Do dedicated generative AI software developers exist? Data platform company Redis thinks so. The company this month came forward with the difficult-to-pronounce LangCache, a managed semantic caching service for AI apps, agents and vector sets. The technology comes with a new native data type for Redis that allows developers to access and work with vectors and use them in more composable and scalable ways. This is complex technology – and it is positioned as a way of offering a comprehensive data architecture for developers to build generative AI applications and agents – so what does it all mean?

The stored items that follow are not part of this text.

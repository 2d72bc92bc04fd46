//! Application configuration.

use serde::{Deserialize, Serialize};
use std::path::{Path, PathBuf};

/// Global application configuration.
#[derive(Debug, Clone, Serialize, Deserialize)]
#[serde(default)]
pub struct AppConfig {
    /// Directory where gaze exports are written by default.
    pub export_dir: PathBuf,

    /// Sampling engine settings.
    pub engine: EngineConfig,

    /// Logging configuration.
    pub logging: LoggingConfig,
}

/// Sampling engine parameters.
#[derive(Debug, Clone, Serialize, Deserialize)]
#[serde(default)]
pub struct EngineConfig {
    /// Sampling period used while tracking (ms).
    pub tracking_period_ms: u32,

    /// Sampling period applied on every `start_recording` (ms).
    pub recording_period_ms: u32,

    /// Recording stops by itself once a session runs longer than this (ms).
    pub max_session_ms: u32,

    /// Number of samples reserved in the gaze log when recording starts.
    pub log_capacity_hint: usize,

    /// Sleep between state checks while stopped (µs).
    pub idle_poll_us: u64,

    /// How the loop waits for the next tick.
    pub scheduler: SchedulerKind,
}

/// Deadline waiting strategy.
#[derive(Debug, Clone, Copy, PartialEq, Eq, Serialize, Deserialize)]
#[serde(tag = "kind", rename_all = "snake_case")]
pub enum SchedulerKind {
    /// Poll the clock until the deadline. Burns a core, sub-ms precise.
    BusySpin,
    /// Sleep until `spin_window_us` before the deadline, then spin.
    Hybrid { spin_window_us: u64 },
}

/// Logging configuration.
#[derive(Debug, Clone, Serialize, Deserialize)]
#[serde(default)]
pub struct LoggingConfig {
    /// Log level filter (e.g., "info", "debug", "gazetrack_engine=debug,warn").
    pub level: String,

    /// Whether to output structured JSON logs.
    pub json: bool,

    /// Optional log file path.
    pub file: Option<PathBuf>,
}

impl Default for AppConfig {
    fn default() -> Self {
        Self {
            export_dir: dirs_default_exports(),
            engine: EngineConfig::default(),
            logging: LoggingConfig::default(),
        }
    }
}

impl Default for EngineConfig {
    fn default() -> Self {
        Self {
            tracking_period_ms: 1,
            recording_period_ms: 1,
            max_session_ms: 60_000,
            // ~10 s at 1 kHz
            log_capacity_hint: 10_000,
            idle_poll_us: 200,
            scheduler: SchedulerKind::BusySpin,
        }
    }
}

impl Default for LoggingConfig {
    fn default() -> Self {
        Self {
            level: "info".to_string(),
            json: false,
            file: None,
        }
    }
}

impl EngineConfig {
    /// Reject settings the sampling loop cannot run with.
    pub fn validate(&self) -> crate::error::GazeResult<()> {
        if self.tracking_period_ms == 0 {
            return Err(crate::error::GazeError::InvalidSamplingPeriod {
                ms: self.tracking_period_ms,
            });
        }
        if self.recording_period_ms == 0 {
            return Err(crate::error::GazeError::InvalidSamplingPeriod {
                ms: self.recording_period_ms,
            });
        }
        if self.max_session_ms == 0 {
            return Err(crate::error::GazeError::config(
                "max_session_ms must be greater than zero",
            ));
        }
        Ok(())
    }
}

impl AppConfig {
    /// Load config from the standard location, falling back to defaults.
    pub fn load() -> Self {
        Self::load_from(&config_file_path())
    }

    /// Load config from `path`, falling back to defaults.
    pub fn load_from(config_path: &Path) -> Self {
        if config_path.exists() {
            match std::fs::read_to_string(config_path) {
                Ok(content) => match serde_json::from_str(&content) {
                    Ok(config) => return config,
                    Err(e) => {
                        tracing::warn!("Failed to parse config at {:?}: {}", config_path, e);
                    }
                },
                Err(e) => {
                    tracing::warn!("Failed to read config at {:?}: {}", config_path, e);
                }
            }
        }
        Self::default()
    }

    /// Save config to the standard location.
    pub fn save(&self) -> Result<(), std::io::Error> {
        self.save_to(&config_file_path())
    }

    /// Save config to `path`, creating parent directories.
    pub fn save_to(&self, config_path: &Path) -> Result<(), std::io::Error> {
        if let Some(parent) = config_path.parent() {
            std::fs::create_dir_all(parent)?;
        }
        let json = serde_json::to_string_pretty(self).map_err(std::io::Error::other)?;
        std::fs::write(config_path, json)
    }
}

/// Standard config file location.
pub fn config_file_path() -> PathBuf {
    let base = std::env::var("XDG_CONFIG_HOME")
        .map(PathBuf::from)
        .unwrap_or_else(|_| {
            let home = std::env::var("HOME").unwrap_or_else(|_| "/tmp".to_string());
            PathBuf::from(home).join(".config")
        });
    base.join("gazetrack").join("config.json")
}

/// Default export directory.
fn dirs_default_exports() -> PathBuf {
    let base = std::env::var("XDG_DATA_HOME")
        .map(PathBuf::from)
        .unwrap_or_else(|_| {
            let home = std::env::var("HOME").unwrap_or_else(|_| "/tmp".to_string());
            PathBuf::from(home).join(".local").join("share")
        });
    base.join("gazetrack").join("exports")
}

#[cfg(test)]
mod tests {
    use super::*;

    #[test]
    fn test_engine_defaults_match_reference_timing() {
        let config = EngineConfig::default();
        assert_eq!(config.recording_period_ms, 1);
        assert_eq!(config.max_session_ms, 60_000);
        assert_eq!(config.log_capacity_hint, 10_000);
        assert_eq!(config.scheduler, SchedulerKind::BusySpin);
        assert!(config.validate().is_ok());
    }

    #[test]
    fn test_zero_period_is_rejected() {
        let config = EngineConfig {
            recording_period_ms: 0,
            ..EngineConfig::default()
        };
        assert!(matches!(
            config.validate(),
            Err(crate::error::GazeError::InvalidSamplingPeriod { ms: 0 })
        ));
    }

    #[test]
    fn test_partial_config_fills_defaults() {
        let raw = r#"{ "engine": { "max_session_ms": 5000, "scheduler": { "kind": "hybrid", "spin_window_us": 300 } } }"#;
        let config: AppConfig = serde_json::from_str(raw).unwrap();
        assert_eq!(config.engine.max_session_ms, 5000);
        assert_eq!(config.engine.recording_period_ms, 1);
        assert_eq!(
            config.engine.scheduler,
            SchedulerKind::Hybrid {
                spin_window_us: 300
            }
        );
        assert_eq!(config.logging.level, "info");
    }

    #[test]
    fn test_config_json_roundtrip() {
        let config = AppConfig::default();
        let json = serde_json::to_string(&config).unwrap();
        let parsed: AppConfig = serde_json::from_str(&json).unwrap();
        assert_eq!(parsed.engine.tracking_period_ms, config.engine.tracking_period_ms);
        assert_eq!(parsed.export_dir, config.export_dir);
    }

    #[test]
    fn test_save_then_load_roundtrip() {
        let dir = std::env::temp_dir().join("gazetrack_test_config_save");
        let _ = std::fs::remove_dir_all(&dir);
        let path = dir.join("gazetrack").join("config.json");

        let mut config = AppConfig::default();
        config.engine.max_session_ms = 12_345;
        config.engine.scheduler = SchedulerKind::Hybrid {
            spin_window_us: 250,
        };
        config.logging.json = true;
        config.save_to(&path).unwrap();

        let loaded = AppConfig::load_from(&path);
        assert_eq!(loaded.engine.max_session_ms, 12_345);
        assert_eq!(
            loaded.engine.scheduler,
            SchedulerKind::Hybrid {
                spin_window_us: 250
            }
        );
        assert!(loaded.logging.json);
        assert_eq!(loaded.export_dir, config.export_dir);

        std::fs::remove_dir_all(&dir).ok();
    }

    #[test]
    fn test_load_falls_back_on_missing_or_bad_file() {
        let dir = std::env::temp_dir().join("gazetrack_test_config_bad");
        let _ = std::fs::remove_dir_all(&dir);
        std::fs::create_dir_all(&dir).unwrap();

        let missing = AppConfig::load_from(&dir.join("absent.json"));
        assert_eq!(missing.engine.max_session_ms, 60_000);

        let bad = dir.join("config.json");
        std::fs::write(&bad, "{ not json").unwrap();
        assert_eq!(AppConfig::load_from(&bad).engine.max_session_ms, 60_000);

        std::fs::remove_dir_all(&dir).ok();
    }
}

Let’s take the components here one by one. A managed semantic caching service offers a way to intelligently store and retrieve information based on the meaning or context of a query, rather than offering any form of data result in more “exact match” terms. As database purists will know, vector sets are a data type designed to store collections of vectors with optional attributes i.e. sets are similar to “sorted sets”, but use string representations (a method for storing characters or numbers in computer memory) of vectors instead of scores.
Cutting costly calls
The company says that LangCache allows developers to integrate Redis-based LLM response caching into applications. The sum total of this data architecture is said to reduces costly calls to LLMs, storing and reusing prompts and responses to minimise cost, improve prompt accuracy and deliver faster AI.
Redis also introduced vector sets, a new native data type in Redis. Vector sets allow developers to access and work with vectors and use them in more composable and scalable ways. Vector sets complement Redis’ existing vector similarity search, offering a lower-level way to work with vectors.

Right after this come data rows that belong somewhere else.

//! Power monitoring clusters: Electrical Measurement and Metering.

use serde_json::{json, Value};

use super::{
    round2, value_to_f64, ClusterHandler, DiscoveryEntity, HandlerContext, PollAttribute,
    ReportConfig, StateDelta,
};

// ── Electrical Measurement (0x0B04) ─────────────────────

const ATTR_RMS_VOLTAGE: u16 = 0x0505;
const ATTR_RMS_CURRENT: u16 = 0x0508;
const ATTR_ACTIVE_POWER: u16 = 0x050B;

pub struct ElectricalMeasurementHandler {
    ctx: HandlerContext,
}

impl ElectricalMeasurementHandler {
    pub fn create(ctx: HandlerContext) -> Box<dyn ClusterHandler> {
        Box::new(Self { ctx })
    }
}

impl ClusterHandler for ElectricalMeasurementHandler {
    fn name(&self) -> &'static str {
        "electrical_measurement"
    }

    fn cluster_id(&self) -> u16 {
        self.ctx.cluster
    }

    fn attribute_updated(&self, attr_id: u16, value: &Value, delta: &mut StateDelta) {
        match attr_id {
            ATTR_ACTIVE_POWER => {
                if let Some(raw) = value_to_f64(value) {
                    // Decawatt divisor on the plugs this gateway targets.
                    delta.insert("power".into(), json!(round2(raw / 10.0)));
                    delta.insert("active_power".into(), json!(round2(raw / 10.0)));
                }
            }
            ATTR_RMS_VOLTAGE => {
                if let Some(raw) = value_to_f64(value) {
                    delta.insert("voltage".into(), json!(round2(raw / 10.0)));
                }
            }
            ATTR_RMS_CURRENT => {
                if let Some(raw) = value_to_f64(value) {
                    delta.insert("current".into(), json!(round2(raw / 1000.0)));
                }
            }
            _ => {}
        }
    }

    fn report_config(&self) -> Vec<ReportConfig> {
        vec![
            ReportConfig { attr: ATTR_ACTIVE_POWER, min_s: 5, max_s: 300, change: 10 },
            ReportConfig { attr: ATTR_RMS_VOLTAGE, min_s: 30, max_s: 600, change: 10 },
        ]
    }

    fn pollable_attributes(&self) -> Vec<PollAttribute> {
        vec![
            PollAttribute { attr: ATTR_ACTIVE_POWER, name: "power".into() },
            PollAttribute { attr: ATTR_RMS_VOLTAGE, name: "voltage".into() },
        ]
    }

    fn discovery(&self) -> Vec<DiscoveryEntity> {
        vec![
            DiscoveryEntity {
                component: "sensor",
                object_id: "power".into(),
                config: json!({
                    "name": "Power",
                    "device_class": "power",
                    "unit_of_measurement": "W",
                    "state_class": "measurement",
                    "value_template": "{{ value_json.power }}",
                }),
            },
            DiscoveryEntity {
                component: "sensor",
                object_id: "voltage".into(),
                config: json!({
                    "name": "Voltage",
                    "device_class": "voltage",
                    "unit_of_measurement": "V",
                    "state_class": "measurement",
                    "value_template": "{{ value_json.voltage }}",
                }),
            },
        ]
    }
}

// ── Metering (0x0702) ───────────────────────────────────

const ATTR_CURRENT_SUMMATION: u16 = 0x0000;
const ATTR_INSTANTANEOUS_DEMAND: u16 = 0x0400;

pub struct MeteringHandler {
    ctx: HandlerContext,
}

impl MeteringHandler {
    pub fn create(ctx: HandlerContext) -> Box<dyn ClusterHandler> {
        Box::new(Self { ctx })
    }
}

impl ClusterHandler for MeteringHandler {
    fn name(&self) -> &'static str {
        "metering"
    }

    fn cluster_id(&self) -> u16 {
        self.ctx.cluster
    }

    fn attribute_updated(&self, attr_id: u16, value: &Value, delta: &mut StateDelta) {
        match attr_id {
            ATTR_CURRENT_SUMMATION => {
                if let Some(raw) = value_to_f64(value) {
                    delta.insert("energy".into(), json!(round2(raw / 1000.0)));
                }
            }
            ATTR_INSTANTANEOUS_DEMAND => {
                if let Some(raw) = value_to_f64(value) {
                    delta.insert("power".into(), json!(round2(raw)));
                }
            }
            _ => {}
        }
    }

    fn report_config(&self) -> Vec<ReportConfig> {
        vec![ReportConfig { attr: ATTR_CURRENT_SUMMATION, min_s: 60, max_s: 3600, change: 1 }]
    }

    fn pollable_attributes(&self) -> Vec<PollAttribute> {
        vec![PollAttribute { attr: ATTR_CURRENT_SUMMATION, name: "energy".into() }]
    }

    fn discovery(&self) -> Vec<DiscoveryEntity> {
        vec![DiscoveryEntity {
            component: "sensor",
            object_id: "energy".into(),
            config: json!({
                "name": "Energy",
                "device_class": "energy",
                "unit_of_measurement": "kWh",
                "state_class": "total_increasing",
                "value_template": "{{ value_json.energy }}",
            }),
        }]
    }
}

#[cfg(test)]
mod tests {
    use super::*;
    use crate::capabilities::cluster_id as cid;
    use crate::handlers::test_context;

    #[test]
    fn active_power_scales_decawatts() {
        let handler = ElectricalMeasurementHandler::create(test_context(cid::ELECTRICAL_MEASUREMENT));
        let mut delta = StateDelta::new();
        handler.attribute_updated(ATTR_ACTIVE_POWER, &json!(1234), &mut delta);
        assert_eq!(delta["power"], json!(123.4));
    }

    #[test]
    fn metering_summation_in_kwh() {
        let handler = MeteringHandler::create(test_context(cid::METERING));
        let mut delta = StateDelta::new();
        handler.attribute_updated(ATTR_CURRENT_SUMMATION, &json!(4520), &mut delta);
        assert_eq!(delta["energy"], json!(4.52));
    }
}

LangCache lets developers improve the accuracy of LLM cache retrieval using a custom fine-tuned model and configurable search criteria, including search algorithm and threshold distance. Software engineers can generate embeddings through their preferred model provider, eliminating the need to separately manage models, API keys and model-specific variables.

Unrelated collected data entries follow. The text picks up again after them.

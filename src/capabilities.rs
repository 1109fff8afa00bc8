//! Capability inference and the state-field allow-list.
//!
//! From a device's cluster inventory plus manufacturer/model quirks we
//! derive a capability set and per-endpoint roles. The capability set is
//! the single gate every state field passes before it may enter the
//! device's canonical state map.

use std::collections::{HashMap, HashSet};

use serde::Serialize;

use crate::radio::EndpointDescriptor;

/// Cluster identifiers used across the gateway.
pub mod cluster_id {
    pub const BASIC: u16 = 0x0000;
    pub const POWER_CONFIGURATION: u16 = 0x0001;
    pub const DEVICE_TEMPERATURE: u16 = 0x0002;
    pub const IDENTIFY: u16 = 0x0003;
    pub const GROUPS: u16 = 0x0004;
    pub const SCENES: u16 = 0x0005;
    pub const ON_OFF: u16 = 0x0006;
    pub const LEVEL_CONTROL: u16 = 0x0008;
    pub const ANALOG_INPUT: u16 = 0x000C;
    pub const BINARY_INPUT: u16 = 0x000F;
    pub const MULTISTATE_INPUT: u16 = 0x0012;
    pub const WINDOW_COVERING: u16 = 0x0102;
    pub const THERMOSTAT: u16 = 0x0201;
    pub const FAN_CONTROL: u16 = 0x0202;
    pub const COLOR_CONTROL: u16 = 0x0300;
    pub const BALLAST: u16 = 0x0301;
    pub const ILLUMINANCE_MEASUREMENT: u16 = 0x0400;
    pub const TEMPERATURE_MEASUREMENT: u16 = 0x0402;
    pub const PRESSURE_MEASUREMENT: u16 = 0x0403;
    pub const RELATIVE_HUMIDITY: u16 = 0x0405;
    pub const OCCUPANCY_SENSING: u16 = 0x0406;
    pub const CO2_MEASUREMENT: u16 = 0x040D;
    pub const PM25_MEASUREMENT: u16 = 0x042A;
    pub const IAS_ZONE: u16 = 0x0500;
    pub const METERING: u16 = 0x0702;
    pub const ELECTRICAL_MEASUREMENT: u16 = 0x0B04;
    pub const DIAGNOSTICS: u16 = 0x0B05;
    pub const TOUCHLINK: u16 = 0x1000;
    pub const TUYA_MANUFACTURER: u16 = 0xEF00;
    pub const AQARA_MANUFACTURER: u16 = 0xFCC0;
    pub const PHILIPS_MANUFACTURER: u16 = 0xFC00;
    pub const SONOFF_MANUFACTURER: u16 = 0xFC11;
}

use cluster_id as cid;

#[derive(Debug, Clone, Copy, PartialEq, Eq, Hash, Serialize)]
#[serde(rename_all = "snake_case")]
pub enum Capability {
    OnOff,
    Light,
    Switch,
    Cover,
    WindowCovering,
    LevelControl,
    ColorControl,
    Thermostat,
    Hvac,
    FanControl,
    OccupancySensing,
    MotionSensor,
    IasZone,
    ContactSensor,
    TemperatureSensor,
    HumiditySensor,
    PressureSensor,
    IlluminanceSensor,
    EnvironmentalSensor,
    Battery,
    Metering,
    PowerMonitoring,
    MultiEndpoint,
    MultiSwitch,
    RadarSensor,
    PresenceSensor,
    Tuya,
}

#[derive(Debug, Clone, Copy, PartialEq, Eq, Serialize)]
#[serde(rename_all = "lowercase")]
pub enum EndpointRole {
    Actuator,
    Sensor,
    Controller,
    Mixed,
    Passive,
}

#[derive(Debug, Clone)]
pub struct EndpointInfo {
    pub role: EndpointRole,
    pub input_clusters: HashSet<u16>,
    pub output_clusters: HashSet<u16>,
    pub configurable_clusters: HashSet<u16>,
}

// ── Field categories ────────────────────────────────────

const MOTION_FIELDS: &[&str] = &[
    "motion", "occupancy", "presence", "motion_on_time", "motion_timeout", "sensitivity",
    "pir_o_to_u_delay", "pir_u_to_o_delay", "pir_u_to_o_threshold",
];

const CONTACT_FIELDS: &[&str] = &["contact", "is_open", "is_closed", "alarm_1", "alarm_2"];

const IAS_ZONE_FIELDS: &[&str] = &[
    "zone_status", "tamper", "battery_low", "trouble", "water_leak", "smoke", "co_detected",
    "vibration", "alarm",
];

const LIGHTING_FIELDS: &[&str] = &[
    "state", "on", "brightness", "level", "color_temp", "color_temp_kelvin",
    "color_temp_startup", "color_x", "color_y", "hue", "saturation", "color_mode",
    "enhanced_hue", "color_loop_active", "transition_time",
];

const HVAC_FIELDS: &[&str] = &[
    "local_temperature", "occupied_heating_setpoint", "occupied_cooling_setpoint",
    "unoccupied_heating_setpoint", "unoccupied_cooling_setpoint", "min_heat_setpoint_limit",
    "max_heat_setpoint_limit", "system_mode", "running_mode", "running_state",
    "pi_heating_demand", "pi_cooling_demand", "valve_position", "window_detection",
    "child_lock", "away_mode", "preset", "swing_mode", "fan_mode",
];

“Vector sets take inspiration from sorted sets, one of Redis’s fundamental data types known for its efficiency in handling ordered collections. The new data type extends this concept by allowing the storage and querying of high-dimensional vector embeddings, which are crucial for various AI and machine learning applications,” noted Redis, in a technical briefing statement.
Quantization quotient
Vector sets also implement some additional capabilities, including quantization, the process of converting continuous values into a smaller set of discrete values. Fundamentally, this process works by “rounding” real-world values to digital representations so that a data flow can approximate a continuous range of values with a finite number of discrete levels. In a vector set, the vectors are quantized by default to 8-bit values. However, this can be modified to no quantization or binary quantization when adding the first element.
Dimensionality reduction is also in the mix here i.e. the number of dimensions in a vector can be reduced by random projection by specifying the option and the number of dimensions. In filtering, each element of the vector set can be associated with a set of attributes specified as a JSON blob via the VADD or VSETATTR command. This allows the ability to filter for a subset of elements using VSIM that are verified by the expression.
Other new tools and features for AI developers include Redis Agent Memory Server, an open source service that provides memory management for AI apps and agents. Users can manage short-term and long-term memory for AI conversations, with features like automatic topic extraction, entity recognition and context summarisation.
Agent architectures & agentic apps
A portfolio of native integrations exists for LangGraph, specifically designed for agent architectures and agentic apps. Use Redis to build a LangGraph agent’s short-term memory via checkpointers, long-term memory via Store, vector database, LLM cache and rate limiting.
“Generative AI requires a wide array of data types, so developers need a platform that can handle it all fast, at scale, multi-cloud or hybrid. New features in Redis Cloud ensure devs can easily build and deliver real-time generative AI apps faster while optimising the total cost of ownership,” noted Redis.
Developers can now view, update, query and search the data in Redis directly from their browser. Redis Insight gives access to the Redis developer environment, including the “workbench” and tutorials and new query autocompletion which pulls in and suggests schema, index and key names from Redis data in real-time to allow developers to write queries faster and easier.